● **Exercise**:
Gather every line below where "wise" appears.

● **Provided data**:

----------

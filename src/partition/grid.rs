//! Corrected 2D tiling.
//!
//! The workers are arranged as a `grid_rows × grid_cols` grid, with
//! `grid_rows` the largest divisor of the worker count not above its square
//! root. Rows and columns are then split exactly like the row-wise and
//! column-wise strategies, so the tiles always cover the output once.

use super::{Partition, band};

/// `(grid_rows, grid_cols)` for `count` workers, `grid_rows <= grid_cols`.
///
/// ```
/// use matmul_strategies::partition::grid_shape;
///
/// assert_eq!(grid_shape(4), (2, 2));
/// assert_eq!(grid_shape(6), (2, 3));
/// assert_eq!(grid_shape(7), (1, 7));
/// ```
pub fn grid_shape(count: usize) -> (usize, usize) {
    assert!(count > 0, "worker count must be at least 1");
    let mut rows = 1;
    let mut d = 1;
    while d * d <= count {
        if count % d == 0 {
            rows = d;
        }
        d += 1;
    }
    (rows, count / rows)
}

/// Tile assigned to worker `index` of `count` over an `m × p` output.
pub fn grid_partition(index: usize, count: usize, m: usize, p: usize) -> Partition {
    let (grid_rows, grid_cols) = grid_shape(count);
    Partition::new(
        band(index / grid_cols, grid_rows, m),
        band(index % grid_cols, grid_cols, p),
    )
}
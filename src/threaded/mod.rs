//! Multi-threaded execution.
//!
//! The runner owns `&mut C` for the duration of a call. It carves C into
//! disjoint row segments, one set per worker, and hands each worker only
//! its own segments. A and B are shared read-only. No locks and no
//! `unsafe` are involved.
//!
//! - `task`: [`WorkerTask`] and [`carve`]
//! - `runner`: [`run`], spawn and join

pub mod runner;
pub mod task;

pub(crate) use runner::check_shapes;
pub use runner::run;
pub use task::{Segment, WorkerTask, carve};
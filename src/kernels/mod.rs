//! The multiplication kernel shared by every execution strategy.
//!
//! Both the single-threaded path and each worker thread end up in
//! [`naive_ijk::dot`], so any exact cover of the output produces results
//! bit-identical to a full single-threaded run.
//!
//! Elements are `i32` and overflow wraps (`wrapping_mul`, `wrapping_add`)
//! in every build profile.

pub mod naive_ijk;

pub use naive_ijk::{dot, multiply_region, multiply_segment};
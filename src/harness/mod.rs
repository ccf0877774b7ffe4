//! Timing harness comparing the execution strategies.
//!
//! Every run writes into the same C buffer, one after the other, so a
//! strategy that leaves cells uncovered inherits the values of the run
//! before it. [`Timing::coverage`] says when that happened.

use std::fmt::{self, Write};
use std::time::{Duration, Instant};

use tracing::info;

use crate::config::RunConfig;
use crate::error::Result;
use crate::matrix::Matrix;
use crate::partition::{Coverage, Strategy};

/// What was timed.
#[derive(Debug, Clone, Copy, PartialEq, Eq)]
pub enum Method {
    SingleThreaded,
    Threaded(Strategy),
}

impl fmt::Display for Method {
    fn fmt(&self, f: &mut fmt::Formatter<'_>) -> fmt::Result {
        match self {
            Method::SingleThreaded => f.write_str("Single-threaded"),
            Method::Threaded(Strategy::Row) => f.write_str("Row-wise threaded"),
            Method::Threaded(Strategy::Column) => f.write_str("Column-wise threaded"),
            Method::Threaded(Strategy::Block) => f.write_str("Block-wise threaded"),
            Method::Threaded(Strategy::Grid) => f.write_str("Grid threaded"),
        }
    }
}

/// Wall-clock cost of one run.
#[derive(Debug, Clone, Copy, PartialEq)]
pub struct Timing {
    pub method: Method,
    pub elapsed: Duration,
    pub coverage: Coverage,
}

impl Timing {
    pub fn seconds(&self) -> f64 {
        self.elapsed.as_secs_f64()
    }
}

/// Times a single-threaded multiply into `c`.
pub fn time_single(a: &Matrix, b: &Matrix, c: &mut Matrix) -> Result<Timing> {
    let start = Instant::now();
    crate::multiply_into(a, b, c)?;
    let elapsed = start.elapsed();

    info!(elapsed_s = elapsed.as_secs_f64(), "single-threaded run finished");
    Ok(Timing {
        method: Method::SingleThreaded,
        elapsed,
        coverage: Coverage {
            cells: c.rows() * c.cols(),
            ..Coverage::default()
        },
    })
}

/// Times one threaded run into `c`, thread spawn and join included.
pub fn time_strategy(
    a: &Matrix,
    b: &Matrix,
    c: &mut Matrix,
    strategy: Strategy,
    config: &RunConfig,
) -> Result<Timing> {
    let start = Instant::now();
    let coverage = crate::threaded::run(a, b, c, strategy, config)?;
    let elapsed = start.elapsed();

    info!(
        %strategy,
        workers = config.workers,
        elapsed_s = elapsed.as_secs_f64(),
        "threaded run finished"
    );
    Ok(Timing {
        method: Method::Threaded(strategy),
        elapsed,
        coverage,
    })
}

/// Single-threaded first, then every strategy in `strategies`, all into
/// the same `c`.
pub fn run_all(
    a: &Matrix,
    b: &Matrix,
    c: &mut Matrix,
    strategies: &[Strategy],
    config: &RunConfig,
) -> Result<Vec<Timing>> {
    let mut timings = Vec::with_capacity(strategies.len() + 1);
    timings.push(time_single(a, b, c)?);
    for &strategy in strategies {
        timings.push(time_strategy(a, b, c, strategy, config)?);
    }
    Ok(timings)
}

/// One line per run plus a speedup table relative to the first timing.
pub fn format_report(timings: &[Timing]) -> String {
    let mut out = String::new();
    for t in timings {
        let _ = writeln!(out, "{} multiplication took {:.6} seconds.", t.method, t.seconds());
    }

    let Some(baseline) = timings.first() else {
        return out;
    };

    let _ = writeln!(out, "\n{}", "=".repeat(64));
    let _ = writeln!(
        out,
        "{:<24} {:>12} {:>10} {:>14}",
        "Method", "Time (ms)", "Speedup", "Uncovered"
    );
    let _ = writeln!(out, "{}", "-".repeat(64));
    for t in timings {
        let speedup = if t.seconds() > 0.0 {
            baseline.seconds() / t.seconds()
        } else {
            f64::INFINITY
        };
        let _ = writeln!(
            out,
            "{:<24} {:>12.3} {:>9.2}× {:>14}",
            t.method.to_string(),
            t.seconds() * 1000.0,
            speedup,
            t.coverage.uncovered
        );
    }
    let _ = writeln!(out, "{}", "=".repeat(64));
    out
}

----------

● **Output for this exercise**:
//! root. Rows and columns are then split exactly like the row-wise and
//! column-wise strategies, so the tiles always cover the output once.
            Method::Threaded(Strategy::Row) => f.write_str("Row-wise threaded"),
            Method::Threaded(Strategy::Column) => f.write_str("Column-wise threaded"),
            Method::Threaded(Strategy::Block) => f.write_str("Block-wise threaded"),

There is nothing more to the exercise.